Free and Fair Election Network (FAFEN) is launching a nationwide citizens’ campaign to urge political parties to take up an election reforms agenda as one of their policy and legislative priorities in line with the promises they made during General Election 2013.
Although the results of General Election 2013 have been challenged by all major contenders, including the ruling party, regrettably no efforts towards election reforms have been made by any party that alleged foul play. In fact, except for Finance Bill 2013, the Parliament has yet to enact any new legislation during its first year.
While the electoral experience is still fresh and almost 400 election disputes are pending before the election tribunals, political parties should introduce critical reforms in the constitutional, legal and procedural frameworks that govern electoral processes in order to improve the quality of future elections and ensure political stability.
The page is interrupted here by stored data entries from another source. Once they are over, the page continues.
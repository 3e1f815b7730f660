// Copyright (c) 2025 Erick Bourgeois, firestoned
// SPDX-License-Identifier: MIT

//! Error types for the NIOS provider.
//!
//! This module provides specialized error types for:
//! - Provider configuration (missing grid master URL or credential)
//! - WAPI client calls (not found, HTTP errors, transport failures, timeouts)
//! - Conversion between typed trees and wire objects
//! - Lifecycle operations of the controllers
//!
//! Not-found is modelled as its own variant so that controllers can treat it as
//! an outcome (absent on read, success on delete) rather than a failure.

use crate::diagnostics::{Diagnostic, Diagnostics};
use std::fmt;
use thiserror::Error;

/// Errors raised while configuring the provider.
///
/// Any of these is fatal for the whole provider: no resource operation runs
/// without a complete configuration.
#[derive(Error, Debug, Clone, PartialEq, Eq)]
pub enum ConfigError {
    /// A required setting was neither configured nor present in the environment
    #[error(
        "missing required provider setting '{setting}': set it in the provider configuration or the {env_var} environment variable"
    )]
    MissingSetting {
        /// Provider setting name
        setting: &'static str,
        /// Environment variable consulted as fallback
        env_var: &'static str,
    },

    /// A setting is present but cannot be used
    #[error("invalid provider setting '{setting}': {reason}")]
    InvalidSetting {
        /// Provider setting name
        setting: &'static str,
        /// Explanation of what is invalid
        reason: String,
    },
}

/// Errors returned by a [`RecordClient`](crate::client::RecordClient).
#[derive(Error, Debug, Clone, PartialEq, Eq)]
pub enum ClientError {
    /// The object does not exist (HTTP 404)
    #[error("object '{reference}' not found (HTTP 404)")]
    NotFound {
        /// Identity or path that was looked up
        reference: String,
    },

    /// WAPI answered with a non-success status other than 404
    #[error("WAPI returned HTTP {status}: {body}")]
    Http {
        /// HTTP status code
        status: u16,
        /// Response body or error message
        body: String,
    },

    /// The request did not complete in time
    #[error("request to {url} timed out")]
    Timeout {
        /// URL of the request
        url: String,
    },

    /// The request could not be sent or the response could not be read
    #[error("request to {url} failed: {reason}")]
    Transport {
        /// URL of the request
        url: String,
        /// Underlying error text
        reason: String,
    },

    /// The response body is not what WAPI documents
    #[error("malformed response from {url}: {reason}")]
    Decode {
        /// URL of the request
        url: String,
        /// What could not be decoded
        reason: String,
    },
}

impl ClientError {
    /// Returns `true` for [`ClientError::NotFound`].
    #[must_use]
    pub fn is_not_found(&self) -> bool {
        matches!(self, ClientError::NotFound { .. })
    }
}

/// Errors raised while converting between typed trees and wire objects.
#[derive(Error, Debug, Clone, PartialEq, Eq)]
pub enum ConversionError {
    /// A value does not have the attribute's declared type
    #[error("attribute '{attribute}' expected {expected}, got {found}")]
    TypeMismatch {
        attribute: String,
        expected: &'static str,
        found: String,
    },

    /// The object reference does not contain an identity segment
    #[error("malformed object reference '{reference}'")]
    MalformedReference { reference: String },

    /// A response that must carry a reference carried none
    #[error("response carried no object reference")]
    MissingReference,
}

/// Lifecycle operation a controller was performing.
#[derive(Debug, Clone, Copy, PartialEq, Eq, Hash)]
pub enum Operation {
    Create,
    Read,
    Update,
    Delete,
    Import,
    List,
}

impl Operation {
    /// Lowercase operation name, used in messages and metric labels.
    #[must_use]
    pub fn as_str(&self) -> &'static str {
        match self {
            Operation::Create => "create",
            Operation::Read => "read",
            Operation::Update => "update",
            Operation::Delete => "delete",
            Operation::Import => "import",
            Operation::List => "list",
        }
    }
}

impl fmt::Display for Operation {
    fn fmt(&self, f: &mut fmt::Formatter<'_>) -> fmt::Result {
        f.write_str(self.as_str())
    }
}

/// Errors returned by the resource and data source controllers.
#[derive(Error, Debug, Clone, PartialEq)]
pub enum ControllerError {
    /// The configuration was rejected before any remote call
    #[error("invalid configuration for {operation}: {diagnostics}")]
    Validation {
        operation: Operation,
        diagnostics: Diagnostics,
    },

    /// The remote call failed
    #[error("Unable to {operation} A record, got error: {source}")]
    Remote {
        operation: Operation,
        #[source]
        source: ClientError,
    },

    /// The remote answered, but its payload could not be converted
    #[error("Unable to {operation} A record, got error: {source}")]
    Conversion {
        operation: Operation,
        #[source]
        source: ConversionError,
    },
}

impl ControllerError {
    /// Operation that failed.
    #[must_use]
    pub fn operation(&self) -> Operation {
        match self {
            ControllerError::Validation { operation, .. }
            | ControllerError::Remote { operation, .. }
            | ControllerError::Conversion { operation, .. } => *operation,
        }
    }

    /// Returns `true` if no remote call was issued.
    #[must_use]
    pub fn is_validation(&self) -> bool {
        matches!(self, ControllerError::Validation { .. })
    }

    /// Render the error as diagnostics for the orchestrator.
    #[must_use]
    pub fn to_diagnostics(&self) -> Diagnostics {
        match self {
            ControllerError::Validation { diagnostics, .. } => diagnostics.clone(),
            ControllerError::Remote { .. } | ControllerError::Conversion { .. } => {
                Diagnostic::error("Client Error", self.to_string()).into()
            }
        }
    }
}
// Copyright (c) 2025 Erick Bourgeois, firestoned
// SPDX-License-Identifier: MIT

//! Provider configuration.
//!
//! The provider needs two settings, the grid master URL (`nios_host_url`) and
//! the WAPI credential (`nios_auth`, as `username:password`). Each may come
//! from, highest precedence first:
//!
//! 1. explicit provider settings
//! 2. a YAML configuration file
//! 3. the `NIOS_HOST_URL` / `NIOS_AUTH` environment variables
//!
//! A setting that is missing from all sources is a fatal [`ConfigError`].
//!
//! # Example
//!
//! ```rust
//! use nios_provider::config::ProviderSettings;
//!
//! let settings = ProviderSettings::from_yaml_str(
//!     "nios_host_url: https://gm.example.com\nnios_auth: admin:infoblox\n",
//! )
//! .unwrap();
//! let config = settings.resolve().unwrap();
//! assert_eq!(config.host_url, "https://gm.example.com");
//! ```

use crate::constants::{
    DEFAULT_CLIENT_NAME, DEFAULT_WAPI_VERSION, ENV_NIOS_AUTH, ENV_NIOS_HOST_URL,
    SETTING_NIOS_AUTH, SETTING_NIOS_HOST_URL,
};
use crate::errors::ConfigError;
use anyhow::{Context, Result};
use serde::Deserialize;
use std::fmt;
use std::path::Path;
use tracing::debug;

/// Raw, possibly partial provider settings from one source.
#[derive(Debug, Clone, Default, PartialEq, Eq, Deserialize)]
#[serde(deny_unknown_fields)]
pub struct ProviderSettings {
    /// Grid master URL, e.g. `https://gm.example.com`
    pub nios_host_url: Option<String>,
    /// WAPI credential as `username:password`
    pub nios_auth: Option<String>,
    /// WAPI version path segment (defaults to `v2.13.6`)
    pub wapi_version: Option<String>,
    /// Client name sent as `User-Agent`
    pub client_name: Option<String>,
}

impl ProviderSettings {
    /// Parse settings from YAML.
    ///
    /// # Errors
    ///
    /// Returns an error if the document is not valid YAML or has unknown keys.
    pub fn from_yaml_str(yaml: &str) -> Result<Self> {
        serde_yaml::from_str(yaml).context("Failed to parse provider configuration")
    }

    /// Read settings from a YAML file.
    ///
    /// # Errors
    ///
    /// Returns an error if the file cannot be read or parsed.
    pub fn from_file(path: &Path) -> Result<Self> {
        let contents = std::fs::read_to_string(path)
            .with_context(|| format!("Failed to read provider configuration {}", path.display()))?;
        debug!(path = %path.display(), "Loaded provider configuration file");
        Self::from_yaml_str(&contents)
    }

    /// Settings taken from the process environment.
    #[must_use]
    pub fn from_env() -> Self {
        Self::from_lookup(|name| std::env::var(name).ok())
    }

    /// Settings taken from an environment-like lookup function.
    #[must_use]
    pub fn from_lookup(lookup: impl Fn(&str) -> Option<String>) -> Self {
        Self {
            nios_host_url: lookup(ENV_NIOS_HOST_URL),
            nios_auth: lookup(ENV_NIOS_AUTH),
            wapi_version: None,
            client_name: None,
        }
    }

    /// Fill settings missing here from `fallback`.
    ///
    /// Empty strings count as missing.
    #[must_use]
    pub fn or(self, fallback: Self) -> Self {
        fn pick(primary: Option<String>, fallback: Option<String>) -> Option<String> {
            primary.filter(|s| !s.is_empty()).or(fallback)
        }
        Self {
            nios_host_url: pick(self.nios_host_url, fallback.nios_host_url),
            nios_auth: pick(self.nios_auth, fallback.nios_auth),
            wapi_version: pick(self.wapi_version, fallback.wapi_version),
            client_name: pick(self.client_name, fallback.client_name),
        }
    }

    /// Turn the merged settings into a complete configuration.
    ///
    /// # Errors
    ///
    /// Returns [`ConfigError::MissingSetting`] if the URL or credential is
    /// missing, [`ConfigError::InvalidSetting`] if either is unusable.
    pub fn resolve(self) -> Result<ProviderConfig, ConfigError> {
        let host_url = self
            .nios_host_url
            .filter(|s| !s.is_empty())
            .ok_or(ConfigError::MissingSetting {
                setting: SETTING_NIOS_HOST_URL,
                env_var: ENV_NIOS_HOST_URL,
            })?;
        let auth = self
            .nios_auth
            .filter(|s| !s.is_empty())
            .ok_or(ConfigError::MissingSetting {
                setting: SETTING_NIOS_AUTH,
                env_var: ENV_NIOS_AUTH,
            })?;

        if !(host_url.starts_with("https://") || host_url.starts_with("http://")) {
            return Err(ConfigError::InvalidSetting {
                setting: SETTING_NIOS_HOST_URL,
                reason: format!("'{host_url}' is not an http(s) URL"),
            });
        }
        if !auth.contains(':') {
            return Err(ConfigError::InvalidSetting {
                setting: SETTING_NIOS_AUTH,
                reason: "expected 'username:password'".to_string(),
            });
        }

        Ok(ProviderConfig {
            host_url: host_url.trim_end_matches('/').to_string(),
            auth,
            wapi_version: self
                .wapi_version
                .filter(|s| !s.is_empty())
                .unwrap_or_else(|| DEFAULT_WAPI_VERSION.to_string()),
            client_name: self
                .client_name
                .filter(|s| !s.is_empty())
                .unwrap_or_else(|| DEFAULT_CLIENT_NAME.to_string()),
        })
    }
}

/// Complete provider configuration.
#[derive(Clone, PartialEq, Eq)]
pub struct ProviderConfig {
    /// Grid master URL without trailing slash
    pub host_url: String,
    /// WAPI credential as `username:password`
    pub auth: String,
    pub wapi_version: String,
    pub client_name: String,
}

// The credential must never end up in logs.
impl fmt::Debug for ProviderConfig {
    fn fmt(&self, f: &mut fmt::Formatter<'_>) -> fmt::Result {
        f.debug_struct("ProviderConfig")
            .field("host_url", &self.host_url)
            .field("auth", &"<redacted>")
            .field("wapi_version", &self.wapi_version)
            .field("client_name", &self.client_name)
            .finish()
    }
}
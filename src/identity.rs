// Copyright (c) 2025 Erick Bourgeois, firestoned
// SPDX-License-Identifier: MIT

//! Identity derivation from WAPI object references.
//!
//! NIOS references look like `record:a/<key>:<name>/<view>`. The `<name>/<view>`
//! suffix changes when a record is renamed or moved, the `<key>` does not. The
//! persisted identity is that key, so the identity stays stable while the
//! reference string changes.
//!
//! ```rust
//! use nios_provider::identity::extract_identity;
//!
//! let reference = "record:a/ZG5zLmJpbmRfYSQuX2RlZmF1bHQ:host.example.com/default";
//! assert_eq!(extract_identity(reference), Some("ZG5zLmJpbmRfYSQuX2RlZmF1bHQ"));
//! ```

/// Extract the stable identity key from a reference.
///
/// Returns `None` when the reference has no non-empty segment after the object
/// type.
#[must_use]
pub fn extract_identity(reference: &str) -> Option<&str> {
    let (_, rest) = reference.split_once('/')?;
    let key = rest.split(':').next().unwrap_or_default();
    (!key.is_empty()).then_some(key)
}

/// Identity key to address an object with.
///
/// Accepts either a bare identity or a full reference of `object_type`, so an
/// import may be given whichever form the user copied from NIOS.
#[must_use]
pub fn object_key<'a>(object_type: &str, identity: &'a str) -> &'a str {
    match identity.strip_prefix(object_type) {
        Some(rest) if rest.starts_with('/') => extract_identity(identity).unwrap_or(identity),
        _ => identity,
    }
}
FAFEN believes that electoral reforms have been long overdue and need urgent political attention. As part of its advocacy campaign, FAFEN is gathering public views on the recent elections to help define the priorities for electoral reforms. The campaign is being launched at the constituency, district and provincial levels by engaging political parties, civil society, media, professional associations, trade unions, students and other citizens in 33 districts and 83 constituencies across the country.
More than 8,000 people will be part of FAFEN’s consultation process, including 1,500 representatives of civil society organizations, 750 political party representatives, 750 university students, 750 media personnel, and at least 2,000 other citizens. FAFEN also will host four provincial consultations and one national conference with Members of Parliament.
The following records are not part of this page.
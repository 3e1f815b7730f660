// Common test utilities for integration tests

#![allow(dead_code)]

use nios_provider::config::ProviderSettings;
use nios_provider::provider::Provider;
use nios_provider::value::{MapOfMaps, ValueTree};
use std::collections::BTreeMap;

/// Provider configured from `NIOS_HOST_URL` / `NIOS_AUTH`, or skip the test
pub fn get_live_provider_or_skip() -> Option<Provider> {
    match Provider::configure(ProviderSettings::default()) {
        Ok(provider) => {
            println!("✓ Configured provider from environment");
            Some(provider)
        }
        Err(e) => {
            eprintln!("⊘ Skipping integration test: no NIOS grid master configured: {e:#}");
            None
        }
    }
}

/// Minimal A record configuration
pub fn a_record(name: &str, ipv4addr: &str) -> ValueTree {
    ValueTree::new().with("name", name).with("ipv4addr", ipv4addr)
}

/// Extensible attributes with a single `Site` value
pub fn site(value: &str) -> MapOfMaps {
    BTreeMap::from([(
        "Site".to_string(),
        BTreeMap::from([("value".to_string(), value.to_string())]),
    )])
}

/// Record name unique to this test run
pub fn unique_name(prefix: &str, zone: &str) -> String {
    format!("{prefix}-{}.{zone}", chrono::Utc::now().timestamp_millis())
}
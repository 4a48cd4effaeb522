//! Per-file build pipeline and the hook that names loader modules.
use crate::error::Result;
use crate::module::{transform, TransformOptions};
use crate::naming::ModuleIdentifier;
use crate::swc_utils;

/// Hook invoked once per emitted chunk.
pub trait RenderHook: Send + Sync {
    /// Rewrite `code` for `module_id`, `None` when no change is needed.
    fn render_chunk(
        &self,
        code: &str,
        module_id: &ModuleIdentifier,
    ) -> Result<Option<String>>;
}

/// Hook rewriting chunks into named loader calls.
#[derive(Debug, Clone, Default)]
pub struct AmdHook {
    options: TransformOptions,
}

impl AmdHook {
    /// Create a hook using the given formatting options.
    pub fn new(options: TransformOptions) -> Self {
        Self { options }
    }
}

impl RenderHook for AmdHook {
    fn render_chunk(
        &self,
        code: &str,
        module_id: &ModuleIdentifier,
    ) -> Result<Option<String>> {
        let result = transform(code, module_id, &self.options)?;
        if result.code == code {
            Ok(None)
        } else {
            Ok(Some(result.code))
        }
    }
}

/// Produces the final text for one module.
pub trait Pipeline: Send + Sync {
    /// Build `source` for `identifier`, running `hook` before emitting.
    fn build(
        &self,
        source: &str,
        identifier: &ModuleIdentifier,
        hook: &dyn RenderHook,
    ) -> Result<String>;
}

/// Pipeline that renders through the hook and minifies with swc.
#[derive(Debug, Clone)]
pub struct SwcPipeline {
    minify: bool,
}

impl SwcPipeline {
    /// Create a pipeline, optionally skipping minification.
    pub fn new(minify: bool) -> Self {
        Self { minify }
    }
}

impl Default for SwcPipeline {
    fn default() -> Self {
        Self::new(true)
    }
}

impl Pipeline for SwcPipeline {
    fn build(
        &self,
        source: &str,
        identifier: &ModuleIdentifier,
        hook: &dyn RenderHook,
    ) -> Result<String> {
        let code = match hook.render_chunk(source, identifier)? {
            Some(code) => code,
            None => source.to_string(),
        };
        if !self.minify {
            return Ok(code);
        }
        swc_utils::minify(&code, &identifier.to_string())
    }
}
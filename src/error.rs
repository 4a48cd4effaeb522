//! Error types for path classification, naming and transformation.
use std::path::PathBuf;

use thiserror::Error;

/// Result type for the transformation engine.
pub type Result<T> = std::result::Result<T, Error>;

/// Errors raised while naming or transforming a module.
#[derive(Error, Debug)]
pub enum Error {
    /// The file path does not have the `<component>/amd/src/<file>.js` shape.
    #[error("Invalid module path {path}: {reason}")]
    PathFormat { path: String, reason: String },

    /// The component configuration exists but could not be read or parsed.
    #[error("Failed to load component registry {}: {message}", .path.display())]
    RegistryLoad { path: PathBuf, message: String },

    /// A plugin type matched but the plugin name is missing or malformed.
    #[error("Invalid plugin path {path} for plugin type {plugin_type}")]
    InvalidPluginPath { path: String, plugin_type: String },

    /// No well-formed component name could be derived for the path.
    #[error("Unable to resolve component for {path} (got {component})")]
    UnresolvedComponent { path: String, component: String },

    /// The dependency array of an existing loader module could not be read.
    #[error("Unable to parse dependency list {text}")]
    DependencyParse { text: String },

    /// The source uses syntax the transform cannot lower.
    #[error("Unsupported syntax in {identifier}: {detail}")]
    UnsupportedSyntax { identifier: String, detail: String },

    /// The transformed output could not be parsed for minification.
    #[error("Failed to minify {identifier}: {message}")]
    Minify { identifier: String, message: String },
}

impl Error {
    pub(crate) fn path_format<P: Into<String>, R: Into<String>>(
        path: P,
        reason: R,
    ) -> Self {
        Error::PathFormat {
            path: path.into(),
            reason: reason.into(),
        }
    }

    /// Whether this error prevents every file in a run from being named.
    pub fn is_fatal(&self) -> bool {
        matches!(self, Error::RegistryLoad { .. })
    }
}
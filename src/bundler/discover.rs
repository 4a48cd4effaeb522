//! Find module sources below a host root.
use std::path::{Path, PathBuf};

use anyhow::{Context, Result};
use glob::Pattern;
use indexmap::IndexSet;
use walkdir::{DirEntry, WalkDir};

use crate::naming::components::COMPONENTS_FILE;
use crate::naming::{classify, path::normalize};

/// Globs ignored unless configured otherwise.
pub const DEFAULT_IGNORE: &[&str] = &["**/node_modules/**", "**/.git/**"];

/// Compile ignore globs.
pub fn compile_ignore<S: AsRef<str>>(globs: &[S]) -> Result<Vec<Pattern>> {
    globs
        .iter()
        .map(|g| {
            Pattern::new(g.as_ref())
                .with_context(|| format!("Invalid ignore glob {}", g.as_ref()))
        })
        .collect()
}

/// Resolve `path` against `cwd` unless it is already absolute.
pub fn absolute(cwd: &Path, path: &Path) -> PathBuf {
    if path.is_absolute() {
        path.to_path_buf()
    } else {
        cwd.join(path.strip_prefix(".").unwrap_or(path))
    }
}

/// Walk `start` and its ancestors looking for the host root.
pub fn find_root<P: AsRef<Path>>(start: P) -> Option<PathBuf> {
    start
        .as_ref()
        .ancestors()
        .find(|dir| dir.join(COMPONENTS_FILE).is_file())
        .map(|dir| dir.to_path_buf())
}

/// Collect the module sources to build.
///
/// With no inputs the whole root is searched. Directory inputs are
/// searched and file inputs are taken as given, even when they are not
/// shaped like module sources, so they are reported rather than dropped.
pub fn discover(
    root: &Path,
    inputs: &[PathBuf],
    ignore: &[Pattern],
) -> Result<Vec<PathBuf>> {
    let mut found: IndexSet<PathBuf> = IndexSet::new();

    if inputs.is_empty() {
        walk(root, root, ignore, &mut found)?;
    }
    for input in inputs {
        if input.is_dir() {
            walk(input, root, ignore, &mut found)?;
        } else {
            found.insert(input.clone());
        }
    }

    let mut files: Vec<PathBuf> = found.into_iter().collect();
    files.sort();
    log::debug!("Discovered {} module source(s)", files.len());
    Ok(files)
}

fn walk(
    dir: &Path,
    root: &Path,
    ignore: &[Pattern],
    found: &mut IndexSet<PathBuf>,
) -> Result<()> {
    let walker = WalkDir::new(dir)
        .follow_links(false)
        .into_iter()
        .filter_entry(|e| e.depth() == 0 || !is_skipped_dir(e));
    for entry in walker {
        let entry = entry
            .with_context(|| format!("Failed to read {}", dir.display()))?;
        if !entry.file_type().is_file() {
            continue;
        }
        let path = entry.path();
        let relative = path.strip_prefix(root).unwrap_or(path);
        let relative = normalize(&relative.to_string_lossy());
        if classify(&relative).is_err() {
            continue;
        }
        if ignore.iter().any(|p| p.matches(&relative)) {
            log::debug!("Ignoring {}", relative);
            continue;
        }
        found.insert(path.to_path_buf());
    }
    Ok(())
}

fn is_skipped_dir(entry: &DirEntry) -> bool {
    if !entry.file_type().is_dir() {
        return false;
    }
    let name = entry.file_name().to_string_lossy();
    name.starts_with('.') || name == "node_modules"
}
FAFEN will make its formal recommendations for electoral reforms after these consultations and analysis of all phases of General Election 2013, including resolution of election disputes by the tribunals. These recommendations will assist political parties and parliamentarians in developing an electoral reform agenda for improving the quality of future elections.
FAFEN has been advocating for long-ranging election reforms since 2008, based on data gathered by almost 20,000 non-partisan election observers in 2008 and more than 40,000 observers in 2013. Many of FAFEN’s 2008 recommendations were adopted for the 2013 General Elections, and FAFEN hopes for continued progress on the critical issues remaining to improve the quality of Pakistan elections.